From Vice-Chairman Tom Feeney:

1.  What effects would HR 1428 have on bankruptcy reform?

    We have not examined that issue and are not in a position to answer 
this question.

2.  Are there any studies or proposals that show that increasing the 
number of judges under HR 1428 would reduce the burden on bankruptcy 
courts or substantially modify them?

    Other than the Judicial Conference's analysis, we know of no such 
studies or proposals.

3.  What is the bankruptcy court system costing the U.S. taxpayer?

    We have not examined that issue and cannot provide a complete 
answer. The taxpayer portion of the costs of the bankruptcy system is 
largely for the federal judiciary's costs of operating the bankruptcy 
courts.
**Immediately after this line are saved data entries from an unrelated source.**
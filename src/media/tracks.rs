//! Local and remote stream handles.
//!
//! A [`LocalTrack`] owns its sample source: the pump task that feeds the
//! underlying RTP track keeps running until `stop()` aborts it. Handles are
//! cheap clones sharing the same track state, so a snapshot published to the
//! UI controls the same `enabled` flag the peer session is sending from.

use std::fmt;
use std::sync::atomic::{AtomicBool, Ordering};
use std::sync::{Arc, Mutex, RwLock};

use tokio::task::JoinHandle;
use webrtc::rtp_transceiver::rtp_codec::RTPCodecType;
use webrtc::track::track_local::track_local_static_sample::TrackLocalStaticSample;
use webrtc::track::track_remote::TrackRemote;

#[derive(Debug, Clone, Copy, PartialEq, Eq)]
pub enum TrackKind {
    Audio,
    Video,
}

impl TrackKind {
    pub(crate) fn from_codec_type(kind: RTPCodecType) -> Self {
        match kind {
            RTPCodecType::Video => TrackKind::Video,
            _ => TrackKind::Audio,
        }
    }
}

/// Where a local track's samples come from.
#[derive(Debug, Clone, Copy, PartialEq, Eq)]
pub enum TrackSource {
    /// Real capture hardware, opened through the device interface.
    Device,
    /// Procedurally generated fallback.
    Synthetic,
}

/// One locally produced media track plus the task pumping samples into it.
#[derive(Clone)]
pub struct LocalTrack {
    kind: TrackKind,
    source: TrackSource,
    rtc: Arc<TrackLocalStaticSample>,
    enabled: Arc<AtomicBool>,
    pump: Arc<Mutex<Option<JoinHandle<()>>>>,
}

impl LocalTrack {
    pub fn new(
        kind: TrackKind,
        source: TrackSource,
        rtc: Arc<TrackLocalStaticSample>,
        enabled: Arc<AtomicBool>,
        pump: JoinHandle<()>,
    ) -> Self {
        Self {
            kind,
            source,
            rtc,
            enabled,
            pump: Arc::new(Mutex::new(Some(pump))),
        }
    }

    pub fn kind(&self) -> TrackKind {
        self.kind
    }

    pub fn source(&self) -> TrackSource {
        self.source
    }

    pub fn is_synthetic(&self) -> bool {
        self.source == TrackSource::Synthetic
    }

    pub fn is_enabled(&self) -> bool {
        self.enabled.load(Ordering::SeqCst)
    }

    /// Flip the track in place. A disabled track keeps its pump alive and
    /// emits silence/black frames, so no renegotiation happens.
    pub fn set_enabled(&self, enabled: bool) {
        self.enabled.store(enabled, Ordering::SeqCst);
    }

    /// Stop the sample pump and release the source. Idempotent.
    pub fn stop(&self) {
        if let Some(pump) = self.pump.lock().unwrap().take() {
            pump.abort();
        }
    }

    pub(crate) fn rtc_track(&self) -> Arc<TrackLocalStaticSample> {
        Arc::clone(&self.rtc)
    }
}

impl fmt::Debug for LocalTrack {
    fn fmt(&self, f: &mut fmt::Formatter<'_>) -> fmt::Result {
        f.debug_struct("LocalTrack")
            .field("kind", &self.kind)
            .field("source", &self.source)
            .field("enabled", &self.is_enabled())
            .finish()
    }
}

/// The local capture bundle for one call: always an audio track, plus a
/// video track for video calls.
#[derive(Debug, Clone, Default)]
pub struct LocalStream {
    audio: Option<LocalTrack>,
    video: Option<LocalTrack>,
}

impl LocalStream {
    pub(crate) fn new(audio: Option<LocalTrack>, video: Option<LocalTrack>) -> Self {
        Self { audio, video }
    }

    pub fn audio(&self) -> Option<&LocalTrack> {
        self.audio.as_ref()
    }

    pub fn video(&self) -> Option<&LocalTrack> {
        self.video.as_ref()
    }

    pub fn tracks(&self) -> impl Iterator<Item = &LocalTrack> {
        self.audio.iter().chain(self.video.iter())
    }

    /// Stop every track and its generator. Idempotent.
    pub fn stop_all(&self) {
        for track in self.tracks() {
            track.stop();
        }
    }
}

/// One track received from the remote peer.
#[derive(Clone)]
pub struct RemoteTrack {
    pub kind: TrackKind,
    pub ssrc: u32,
    rtc: Arc<TrackRemote>,
}

impl RemoteTrack {
    pub(crate) fn new(rtc: Arc<TrackRemote>) -> Self {
        Self {
            kind: TrackKind::from_codec_type(rtc.kind()),
            ssrc: rtc.ssrc(),
            rtc,
        }
    }

    /// The underlying RTP track, for a renderer to read samples from.
    pub fn rtc_track(&self) -> Arc<TrackRemote> {
        Arc::clone(&self.rtc)
    }
}

impl fmt::Debug for RemoteTrack {
    fn fmt(&self, f: &mut fmt::Formatter<'_>) -> fmt::Result {
        f.debug_struct("RemoteTrack")
            .field("kind", &self.kind)
            .field("ssrc", &self.ssrc)
            .finish()
    }
}

/// Tracks received from the remote peer, filled in as they arrive.
#[derive(Debug, Clone, Default)]
pub struct RemoteStream {
    tracks: Arc<RwLock<Vec<RemoteTrack>>>,
}

impl RemoteStream {
    pub fn new() -> Self {
        Self::default()
    }

    pub(crate) fn push(&self, track: RemoteTrack) {
        self.tracks.write().unwrap().push(track);
    }

    pub fn tracks(&self) -> Vec<RemoteTrack> {
        self.tracks.read().unwrap().clone()
    }

    pub fn is_empty(&self) -> bool {
        self.tracks.read().unwrap().is_empty()
    }

    pub fn has_track(&self, kind: TrackKind) -> bool {
        self.tracks.read().unwrap().iter().any(|t| t.kind == kind)
    }
}

#[cfg(test)]
mod tests {
    use super::*;
    use crate::media::synthetic;

    #[tokio::test]
    async fn toggling_a_track_flips_enabled_in_place() {
        let track = synthetic::audio_track();
        assert!(track.is_enabled());
        track.set_enabled(false);
        assert!(!track.is_enabled());
        track.set_enabled(true);
        assert!(track.is_enabled());
        track.stop();
    }

    #[tokio::test]
    async fn clones_share_enabled_state() {
        let track = synthetic::audio_track();
        let clone = track.clone();
        clone.set_enabled(false);
        assert!(!track.is_enabled());
        track.stop();
    }

    #[tokio::test]
    async fn stop_is_idempotent() {
        let stream = LocalStream::new(Some(synthetic::audio_track()), Some(synthetic::video_track()));
        stream.stop_all();
        stream.stop_all();
    }
}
The Administrative Office of the U.S. Courts could provide an 
estimate of the judiciary's expenditures for the 90 bankruptcy courts. 
This would include taxpayer costs, if any, for the bankruptcy trustees 
in 6 bankruptcy districts in North Carolina and Alabama.
    In the remaining 84 bankruptcy districts, the Executive Office of 
U.S. Trustees, within the Department of Justice, is responsible for the 
trustees who review debtor income, assets, and liabilities, and 
administer bankruptcy court-approved reorganizations and repayment 
plans. In fiscal year 2004, the Executive Office has requested a total 
of 1,211 FTEs and $175,172,000, to be funded by the U.S. Trustee System 
Fund. The Fund's income is based on various user fees, including a 
portion of bankruptcy court filing fees, and interest earned on the 
fund's balances.

From Ranking Member Mel Watt:

1.  Shouldn't the bankruptcy system be funded based on a user fee 
theory, i.e., based on contributions from debtors and/or creditors?

    We have not examined that issue and therefore are not in a position 
to provide an answer to this question. Generally, the costs of 
bankruptcy trustees and the Executive Office of the U.S. Trustees are 
funded by user fees and the costs of operating the U.S. Bankruptcy 
courts is funded by annual appropriations.

2.  Who benefits from the bankruptcy system as a whole? Who benefits 
from the mega bankruptcy cases?

    We have not examined that issue and are not in a position to answer 
this question.

3.  Has there been a study on the projected impact on the bankruptcy 
system of the Bankruptcy reform bill, if it passes?

    The House Report (108-40) accompanying H.R. 975, has some 
information on the potential impact of reform on the bankruptcy system. 
Other studies, including ours, have examined the potential amount of 
debt that debtors could repay under bankruptcy reform (see, for 
example, Personal Bankruptcy: Analysis of Four Reports on Chapter 7 
Debtors' Ability to Pay, GAO/GGD-99-103, June 21, 1999).
    With regard to the costs of bankruptcy reform, the Congressional 
Budget Office has estimated the cost of enacting and implementing H.R. 
975 for fiscal years 2003-2008. CBO estimated that it would increase 
costs for U.S. Trustees by about $280 million, offset by an estimated 
$282 million in increased bankruptcy filing fees. CBO also estimated 
that the enactment of H.R. 975 would result in filling 28 additional 
temporary bankruptcy judgeships. Using information from the 
Administrative Office of the U.S. Courts, CBO estimated the mandatory 
pay and benefits for these additional judgeships would total about $23 
million over the 5-year period, and the supports costs--such as space 
and facilities and support staff, would be about $77 million.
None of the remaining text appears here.